___ DATA LISTING ___

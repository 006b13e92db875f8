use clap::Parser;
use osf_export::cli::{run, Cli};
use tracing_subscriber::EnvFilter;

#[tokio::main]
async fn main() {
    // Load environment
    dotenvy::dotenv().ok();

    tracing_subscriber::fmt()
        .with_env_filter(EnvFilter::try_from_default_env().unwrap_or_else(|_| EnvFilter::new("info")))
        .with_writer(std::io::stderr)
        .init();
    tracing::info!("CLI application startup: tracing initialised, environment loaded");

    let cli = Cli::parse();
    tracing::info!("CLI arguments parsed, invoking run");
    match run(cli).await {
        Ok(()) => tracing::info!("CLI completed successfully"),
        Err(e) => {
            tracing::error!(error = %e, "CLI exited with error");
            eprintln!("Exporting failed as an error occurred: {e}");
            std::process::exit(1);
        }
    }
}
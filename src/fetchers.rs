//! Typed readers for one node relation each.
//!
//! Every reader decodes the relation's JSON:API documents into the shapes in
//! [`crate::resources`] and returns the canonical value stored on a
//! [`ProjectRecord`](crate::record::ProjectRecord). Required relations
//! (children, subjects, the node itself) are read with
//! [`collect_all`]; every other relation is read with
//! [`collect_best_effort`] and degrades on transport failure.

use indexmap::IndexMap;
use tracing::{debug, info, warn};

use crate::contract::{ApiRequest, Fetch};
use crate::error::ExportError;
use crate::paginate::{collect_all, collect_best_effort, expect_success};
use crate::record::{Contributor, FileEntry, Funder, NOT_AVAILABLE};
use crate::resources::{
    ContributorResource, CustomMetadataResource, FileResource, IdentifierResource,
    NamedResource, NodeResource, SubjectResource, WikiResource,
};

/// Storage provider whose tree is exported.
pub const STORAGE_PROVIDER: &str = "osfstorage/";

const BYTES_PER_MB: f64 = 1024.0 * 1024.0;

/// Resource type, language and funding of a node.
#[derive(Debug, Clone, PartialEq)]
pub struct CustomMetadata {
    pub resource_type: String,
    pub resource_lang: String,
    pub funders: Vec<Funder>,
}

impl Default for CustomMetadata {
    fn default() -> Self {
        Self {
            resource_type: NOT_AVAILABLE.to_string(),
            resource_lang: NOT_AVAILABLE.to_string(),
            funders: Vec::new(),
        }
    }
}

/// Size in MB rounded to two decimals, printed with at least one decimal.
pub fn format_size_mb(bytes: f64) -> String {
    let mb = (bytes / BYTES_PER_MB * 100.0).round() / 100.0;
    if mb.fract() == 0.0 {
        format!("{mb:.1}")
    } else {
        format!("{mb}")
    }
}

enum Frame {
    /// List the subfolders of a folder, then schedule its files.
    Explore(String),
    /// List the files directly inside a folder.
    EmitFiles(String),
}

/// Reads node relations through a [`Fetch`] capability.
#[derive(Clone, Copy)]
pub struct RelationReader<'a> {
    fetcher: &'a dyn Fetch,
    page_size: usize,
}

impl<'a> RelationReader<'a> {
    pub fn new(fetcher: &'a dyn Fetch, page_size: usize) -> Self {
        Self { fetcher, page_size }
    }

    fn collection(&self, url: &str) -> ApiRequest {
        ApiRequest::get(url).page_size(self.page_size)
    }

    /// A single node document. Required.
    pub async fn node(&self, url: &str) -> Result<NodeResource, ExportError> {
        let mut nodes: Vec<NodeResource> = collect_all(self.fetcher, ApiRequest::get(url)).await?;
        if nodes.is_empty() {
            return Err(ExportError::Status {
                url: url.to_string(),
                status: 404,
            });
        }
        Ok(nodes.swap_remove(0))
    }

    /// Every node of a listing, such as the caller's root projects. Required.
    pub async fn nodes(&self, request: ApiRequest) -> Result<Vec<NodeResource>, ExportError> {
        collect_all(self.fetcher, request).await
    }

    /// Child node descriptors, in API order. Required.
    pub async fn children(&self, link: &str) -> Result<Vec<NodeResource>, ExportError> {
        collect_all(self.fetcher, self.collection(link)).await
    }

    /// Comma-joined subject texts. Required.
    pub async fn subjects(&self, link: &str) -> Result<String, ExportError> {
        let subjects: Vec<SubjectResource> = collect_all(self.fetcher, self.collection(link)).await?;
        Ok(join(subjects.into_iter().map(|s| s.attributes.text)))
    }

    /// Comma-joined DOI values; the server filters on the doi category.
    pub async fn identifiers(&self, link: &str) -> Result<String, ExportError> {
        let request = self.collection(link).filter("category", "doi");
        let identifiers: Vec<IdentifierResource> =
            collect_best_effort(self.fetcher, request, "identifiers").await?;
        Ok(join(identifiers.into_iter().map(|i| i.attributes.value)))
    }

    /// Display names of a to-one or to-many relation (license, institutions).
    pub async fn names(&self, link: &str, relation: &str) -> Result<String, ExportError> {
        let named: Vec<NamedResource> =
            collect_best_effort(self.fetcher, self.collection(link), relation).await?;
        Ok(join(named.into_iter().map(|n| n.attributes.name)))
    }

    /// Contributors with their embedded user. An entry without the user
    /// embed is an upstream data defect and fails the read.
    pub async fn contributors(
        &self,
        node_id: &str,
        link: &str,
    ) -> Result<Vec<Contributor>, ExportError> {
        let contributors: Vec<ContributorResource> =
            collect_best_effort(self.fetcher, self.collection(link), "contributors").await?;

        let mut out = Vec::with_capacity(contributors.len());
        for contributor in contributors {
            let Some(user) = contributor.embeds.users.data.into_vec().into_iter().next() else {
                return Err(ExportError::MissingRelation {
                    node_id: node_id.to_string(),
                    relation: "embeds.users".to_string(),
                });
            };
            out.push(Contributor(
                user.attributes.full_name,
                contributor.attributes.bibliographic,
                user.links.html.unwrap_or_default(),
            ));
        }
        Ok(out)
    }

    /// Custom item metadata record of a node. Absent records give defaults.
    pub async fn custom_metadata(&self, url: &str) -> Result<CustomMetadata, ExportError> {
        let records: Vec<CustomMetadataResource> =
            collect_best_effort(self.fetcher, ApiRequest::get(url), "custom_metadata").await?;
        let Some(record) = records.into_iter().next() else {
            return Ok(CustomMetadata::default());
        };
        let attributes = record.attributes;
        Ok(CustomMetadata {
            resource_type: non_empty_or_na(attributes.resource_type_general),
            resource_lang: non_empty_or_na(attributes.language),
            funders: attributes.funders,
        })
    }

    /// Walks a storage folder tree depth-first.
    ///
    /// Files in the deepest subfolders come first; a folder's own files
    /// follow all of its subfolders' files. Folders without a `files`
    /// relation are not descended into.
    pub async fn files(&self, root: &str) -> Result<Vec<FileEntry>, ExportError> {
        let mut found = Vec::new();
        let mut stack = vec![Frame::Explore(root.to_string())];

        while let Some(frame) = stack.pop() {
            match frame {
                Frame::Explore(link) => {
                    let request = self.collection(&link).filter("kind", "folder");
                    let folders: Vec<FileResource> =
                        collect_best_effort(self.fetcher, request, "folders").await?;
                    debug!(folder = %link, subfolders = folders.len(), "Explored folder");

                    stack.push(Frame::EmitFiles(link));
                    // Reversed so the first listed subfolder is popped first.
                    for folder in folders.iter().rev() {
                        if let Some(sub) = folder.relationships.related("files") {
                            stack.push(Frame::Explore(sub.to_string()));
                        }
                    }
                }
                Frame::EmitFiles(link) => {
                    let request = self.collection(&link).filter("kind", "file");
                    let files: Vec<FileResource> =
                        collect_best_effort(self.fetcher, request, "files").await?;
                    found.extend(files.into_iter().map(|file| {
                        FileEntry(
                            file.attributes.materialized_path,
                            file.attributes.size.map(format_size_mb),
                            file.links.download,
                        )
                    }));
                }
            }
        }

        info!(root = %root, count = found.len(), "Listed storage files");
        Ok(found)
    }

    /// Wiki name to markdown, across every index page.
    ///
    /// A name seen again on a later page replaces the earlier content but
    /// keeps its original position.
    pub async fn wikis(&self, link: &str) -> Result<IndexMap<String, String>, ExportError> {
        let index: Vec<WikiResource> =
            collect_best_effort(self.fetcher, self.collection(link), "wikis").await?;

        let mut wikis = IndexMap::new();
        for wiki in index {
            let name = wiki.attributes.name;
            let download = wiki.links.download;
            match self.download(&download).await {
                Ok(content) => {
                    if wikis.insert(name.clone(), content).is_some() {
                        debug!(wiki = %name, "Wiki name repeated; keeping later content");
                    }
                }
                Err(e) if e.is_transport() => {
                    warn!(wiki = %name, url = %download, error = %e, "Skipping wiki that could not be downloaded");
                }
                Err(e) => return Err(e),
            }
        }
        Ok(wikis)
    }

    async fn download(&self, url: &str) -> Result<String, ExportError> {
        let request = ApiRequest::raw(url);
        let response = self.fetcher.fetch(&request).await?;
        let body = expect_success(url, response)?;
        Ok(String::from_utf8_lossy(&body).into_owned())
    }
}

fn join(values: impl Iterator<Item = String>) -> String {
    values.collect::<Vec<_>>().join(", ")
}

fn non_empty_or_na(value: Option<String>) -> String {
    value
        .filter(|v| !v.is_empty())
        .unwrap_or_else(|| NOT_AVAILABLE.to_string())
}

___

- _WORK ORDER_:
Lines of the data that include the string "root" are to be counted; report the total by itself.

- _RESULT OF THE EXERCISE_:
4